Abstract

It is generally accepted that the cerebellum is particularly vulnerable to ischaemic injury, and this may contribute to the high mortality arising from posterior circulation strokes. However, this has not been systematically examined in an animal model. This study compared the development and resolution of matched photothrombotic microvascular infarcts in the cerebellar and cerebral cortices in adult 129/SvEv mice of both sexes. The photothrombotic lesions were made using tail vein injection of Rose Bengal with a 532nm laser projected onto a 2mm diameter aperture over the target region of the brain (with skull thinning). Infarct size was then imaged histologically following 2h to 30-day survival using serial reconstruction of haematoxylin and eosin stained cryosections. This was complemented with immunohistochemistry for neuron and glial markers. At 2h post-injury, the cerebellar infarct volume averaged ~ 2.7 times that of the cerebral cortex infarcts.
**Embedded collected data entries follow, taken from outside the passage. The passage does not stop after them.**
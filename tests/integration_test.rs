// Integration tests for userdeck

use std::collections::HashMap;
use std::path::PathBuf;
use std::sync::Arc;
use std::time::{Duration, SystemTime, UNIX_EPOCH};

use tokio::io::{AsyncReadExt, AsyncWriteExt};
use tokio::net::TcpListener;

use userdeck::FetchError;
use userdeck::api::{DirectorySource, HttpDirectory};
use userdeck::loader::{Posts, fetch_detail, fetch_directory};

/// Unique temp path for config roundtrips.
fn temp_path(tag: &str) -> PathBuf {
    let mut path = std::env::temp_dir();
    let nonce = SystemTime::now().duration_since(UNIX_EPOCH).unwrap().as_nanos();
    path.push(format!("userdeck_{tag}_{}_{}.conf", std::process::id(), nonce));
    path
}

const USER_1: &str = r#"{
  "id": 1, "name": "Leanne Graham", "username": "Bret", "email": "Sincere@april.biz",
  "address": {"street": "Kulas Light", "suite": "Apt. 556", "city": "Gwenborough",
              "zipcode": "92998-3874", "geo": {"lat": "-37.3159", "lng": "81.1496"}},
  "phone": "1-770-736-8031 x56442", "website": "hildegard.org",
  "company": {"name": "Romaguera-Crona", "catchPhrase": "Multi-layered client-server neural-net",
              "bs": "harness real-time e-markets"}
}"#;

#[derive(Clone)]
struct Route {
    status: u16,
    body: String,
    delay: Duration,
}

fn ok(body: impl Into<String>) -> Route {
    Route {
        status: 200,
        body: body.into(),
        delay: Duration::ZERO,
    }
}

fn status(code: u16) -> Route {
    Route {
        status: code,
        body: "{}".into(),
        delay: Duration::ZERO,
    }
}

fn posts_json(user: u64, n: u64) -> String {
    let items: Vec<String> = (1..=n)
        .map(|id| {
            format!(r#"{{"userId": {user}, "id": {id}, "title": "post {id}", "body": "body {id}"}}"#)
        })
        .collect();
    format!("[{}]", items.join(","))
}

/// Minimal HTTP/1.1 server answering canned JSON per path. Unknown paths 404.
async fn serve(routes: Vec<(&str, Route)>) -> String {
    let routes: Arc<HashMap<String, Route>> =
        Arc::new(routes.into_iter().map(|(p, r)| (p.to_string(), r)).collect());
    let listener = TcpListener::bind("127.0.0.1:0").await.expect("bind test listener");
    let addr = listener.local_addr().expect("local addr");
    tokio::spawn(async move {
        loop {
            let Ok((mut socket, _)) = listener.accept().await else {
                return;
            };
            let routes = Arc::clone(&routes);
            tokio::spawn(async move {
                let mut head = Vec::new();
                let mut buf = [0u8; 1024];
                while !head.windows(4).any(|w| w == b"\r\n\r\n") {
                    match socket.read(&mut buf).await {
                        Ok(0) | Err(_) => return,
                        Ok(n) => head.extend_from_slice(&buf[..n]),
                    }
                }
                let head = String::from_utf8_lossy(&head);
                let path = head.split_whitespace().nth(1).unwrap_or("/").to_string();
                let route = routes.get(&path).cloned().unwrap_or_else(|| status(404));
                tokio::time::sleep(route.delay).await;
                let response = format!(
                    "HTTP/1.1 {} X\r\nContent-Type: application/json\r\nContent-Length: {}\r\nConnection: close\r\n\r\n{}",
                    route.status,
                    route.body.len(),
                    route.body
                );
                let _ = socket.write_all(response.as_bytes()).await;
                let _ = socket.shutdown().await;
            });
        }
    });
    format!("http://{addr}")
}

fn client(base: &str) -> HttpDirectory {
    HttpDirectory::new(base, Duration::from_secs(5)).expect("client")
}

// 1) Collection endpoint decodes the upstream shape
#[tokio::test]
async fn list_users_over_http() {
    let base = serve(vec![("/users", ok(format!("[{USER_1}]")))]).await;
    let users = fetch_directory(&client(&base)).await.expect("users");
    assert_eq!(users.len(), 1);
    assert_eq!(users[0].name, "Leanne Graham");
    assert_eq!(users[0].company.catch_phrase, "Multi-layered client-server neural-net");
    assert_eq!(users[0].address.geo.lat, "-37.3159");
}

// 2) Status codes map onto typed errors
#[tokio::test]
async fn status_codes_are_typed() {
    let base = serve(vec![("/users", status(503))]).await;
    let dir = client(&base);
    assert_eq!(dir.list_users().await, Err(FetchError::Status(503)));
    assert_eq!(dir.user(42).await, Err(FetchError::NotFound));
}

// 3) Malformed payloads become decode errors, not panics
#[tokio::test]
async fn malformed_body_is_decode_error() {
    let base = serve(vec![("/users", ok("{\"not\": \"a list\"}"))]).await;
    let err = client(&base).list_users().await.unwrap_err();
    assert!(matches!(err, FetchError::Decode(_)), "got {err:?}");
}

// 4) Timeout and refused connections
#[tokio::test]
async fn slow_upstream_times_out() {
    let slow = Route {
        delay: Duration::from_secs(3),
        ..ok("[]")
    };
    let base = serve(vec![("/users", slow)]).await;
    let dir = HttpDirectory::new(&base, Duration::from_millis(200)).expect("client");
    assert_eq!(dir.list_users().await, Err(FetchError::Timeout));
}

#[tokio::test]
async fn refused_connection_is_transport_error() {
    let listener = TcpListener::bind("127.0.0.1:0").await.unwrap();
    let addr = listener.local_addr().unwrap();
    drop(listener);
    let err = client(&format!("http://{addr}")).list_users().await.unwrap_err();
    assert!(matches!(err, FetchError::Transport(_)), "got {err:?}");
}

// 5) Detail merges user and posts, keeping the first three in order
#[tokio::test]
async fn detail_over_http_truncates_posts() {
    let base = serve(vec![
        ("/users/1", ok(USER_1)),
        ("/users/1/posts", ok(posts_json(1, 5))),
    ])
    .await;
    let detail = fetch_detail(&client(&base), "1", 3).await.expect("detail");
    assert_eq!(detail.user.username, "Bret");
    let Posts::Ready(posts) = detail.posts else {
        panic!("posts should be ready");
    };
    let ids: Vec<u64> = posts.iter().map(|p| p.id).collect();
    assert_eq!(ids, vec![1, 2, 3]);
    assert_eq!(posts[0].user_id, Some(1));
}

#[tokio::test]
async fn detail_for_missing_user_fails_whole_view() {
    let base = serve(vec![("/users/99/posts", ok("[]"))]).await;
    let err = fetch_detail(&client(&base), "99", 3).await.unwrap_err();
    assert_eq!(err, FetchError::NotFound);
}

#[tokio::test]
async fn detail_survives_posts_failure() {
    let base = serve(vec![("/users/1", ok(USER_1)), ("/users/1/posts", status(500))]).await;
    let detail = fetch_detail(&client(&base), "1", 3).await.expect("detail");
    assert_eq!(detail.posts, Posts::Unavailable(FetchError::Status(500)));
}

// 6) Headless commands print through the same pipeline
#[tokio::test]
async fn headless_list_and_show() {
    let users: Vec<String> = (1..=11)
        .map(|id| {
            USER_1
                .replacen("\"id\": 1", &format!("\"id\": {id}"), 1)
                .replace("Leanne Graham", &format!("Person {id}"))
        })
        .collect();
    let base = serve(vec![
        ("/users", ok(format!("[{}]", users.join(",")))),
        ("/users/1", ok(USER_1)),
        ("/users/1/posts", ok("[]")),
    ])
    .await;
    let dir = client(&base);

    let mut out = Vec::new();
    userdeck::cli::run_list(&dir, "", 2, 6, &mut out).await.expect("list");
    let text = String::from_utf8(out).unwrap();
    assert!(text.contains("Person 7"));
    assert!(text.contains("Showing 7 to 11 of 11 users"));

    let mut out = Vec::new();
    userdeck::cli::run_show(&dir, "1", 3, &mut out).await.expect("show");
    let text = String::from_utf8(out).unwrap();
    assert!(text.starts_with("Leanne Graham (@Bret)"));
    assert!(text.contains("Kulas Light, Apt. 556, Gwenborough 92998-3874"));
    assert!(text.contains("No posts found"));

    let mut out = Vec::new();
    let err = userdeck::cli::run_show(&dir, "abc", 3, &mut out).await.unwrap_err();
    assert!(err.to_string().contains("User not found"));
}

// 7) Config files roundtrip and init
#[test]
fn theme_roundtrip_and_init() {
    use userdeck::app::Theme;
    use userdeck::app::theme::parse_color;

    let path = temp_path("theme");
    let path_str = path.to_string_lossy().to_string();
    let mut t = Theme::mocha();
    t.accent = parse_color("#112233").unwrap();
    t.write_file(&path_str).expect("write theme");
    let t2 = Theme::from_file(&path_str).expect("read theme");
    assert_eq!(t, t2);

    let init = temp_path("theme_init");
    let init_str = init.to_string_lossy().to_string();
    let _ = std::fs::remove_file(&init);
    let created = Theme::load_or_init(&init_str);
    assert!(init.exists());
    assert_eq!(created, Theme::mocha());

    let _ = std::fs::remove_file(&path);
    let _ = std::fs::remove_file(&init);
}

#[test]
fn keymap_roundtrip_keeps_bindings() {
    use crossterm::event::{KeyCode, KeyEvent, KeyModifiers};
    use userdeck::app::{KeyAction, Keymap};

    let path = temp_path("keys");
    let path_str = path.to_string_lossy().to_string();
    std::fs::write(&path, "# custom\nReload = F\nx = Quit\n").unwrap();
    let km = Keymap::from_file(&path_str).expect("read keymap");
    let press = |c| KeyEvent::new(KeyCode::Char(c), KeyModifiers::NONE);
    assert_eq!(km.resolve(&press('F')), Some(KeyAction::Reload));
    assert_eq!(km.resolve(&press('x')), Some(KeyAction::Quit));
    assert_eq!(km.resolve(&press('q')), Some(KeyAction::Quit));

    km.write_file(&path_str).expect("write keymap");
    let again = Keymap::from_file(&path_str).expect("reread keymap");
    for c in ['F', 'x', 'q', '/', 'j', 'k', 'h', 'l', 'r', '?'] {
        assert_eq!(again.resolve(&press(c)), km.resolve(&press(c)), "key {c}");
    }
    let _ = std::fs::remove_file(&path);
}

#[test]
fn settings_file_then_overrides() {
    use userdeck::app::Settings;
    use userdeck::app::config::Overrides;

    let path = temp_path("settings");
    std::fs::write(
        &path,
        "# local\nbase_url = http://localhost:3000\npage_size = 4\npost_limit = 5\nbogus = 1\n",
    )
    .unwrap();
    let from_file = Settings::load(Some(&path)).expect("read settings");
    assert_eq!(from_file.base_url, "http://localhost:3000");
    assert_eq!(from_file.page_size, 4);
    assert_eq!(from_file.post_limit, 5);
    assert_eq!(from_file.page_window, 5);

    let merged = from_file.clone().apply(&Overrides {
        page_size: Some(8),
        timeout_secs: Some(2),
        ..Overrides::default()
    });
    assert_eq!(merged.page_size, 8);
    assert_eq!(merged.timeout, Duration::from_secs(2));
    assert_eq!(merged.base_url, "http://localhost:3000");

    merged.write_file(&path).expect("write settings");
    assert_eq!(Settings::load(Some(&path)).expect("reread settings"), merged);
    let _ = std::fs::remove_file(&path);
}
Infarct volume reached maximum in the cerebellum in a quarter of the time (24h) taken in the cerebral cortex (4days). Remodelling resolved the infarcts within a month, leaving significantly larger residual injury volume in the cerebellum. The death of neurons in the core lesion at 2h was confirmed by NeuN and Calbindin immunofluorescence, alongside activation of astrocytes and microglia. The latter persisted in the region within and surrounding the residual infarct at 30days. This comparison of acute focal ischaemic injuries in cerebellar and cerebral cortices provides direct confirmation of exacerbation of neuropathology and faster kinetics in the cerebellum.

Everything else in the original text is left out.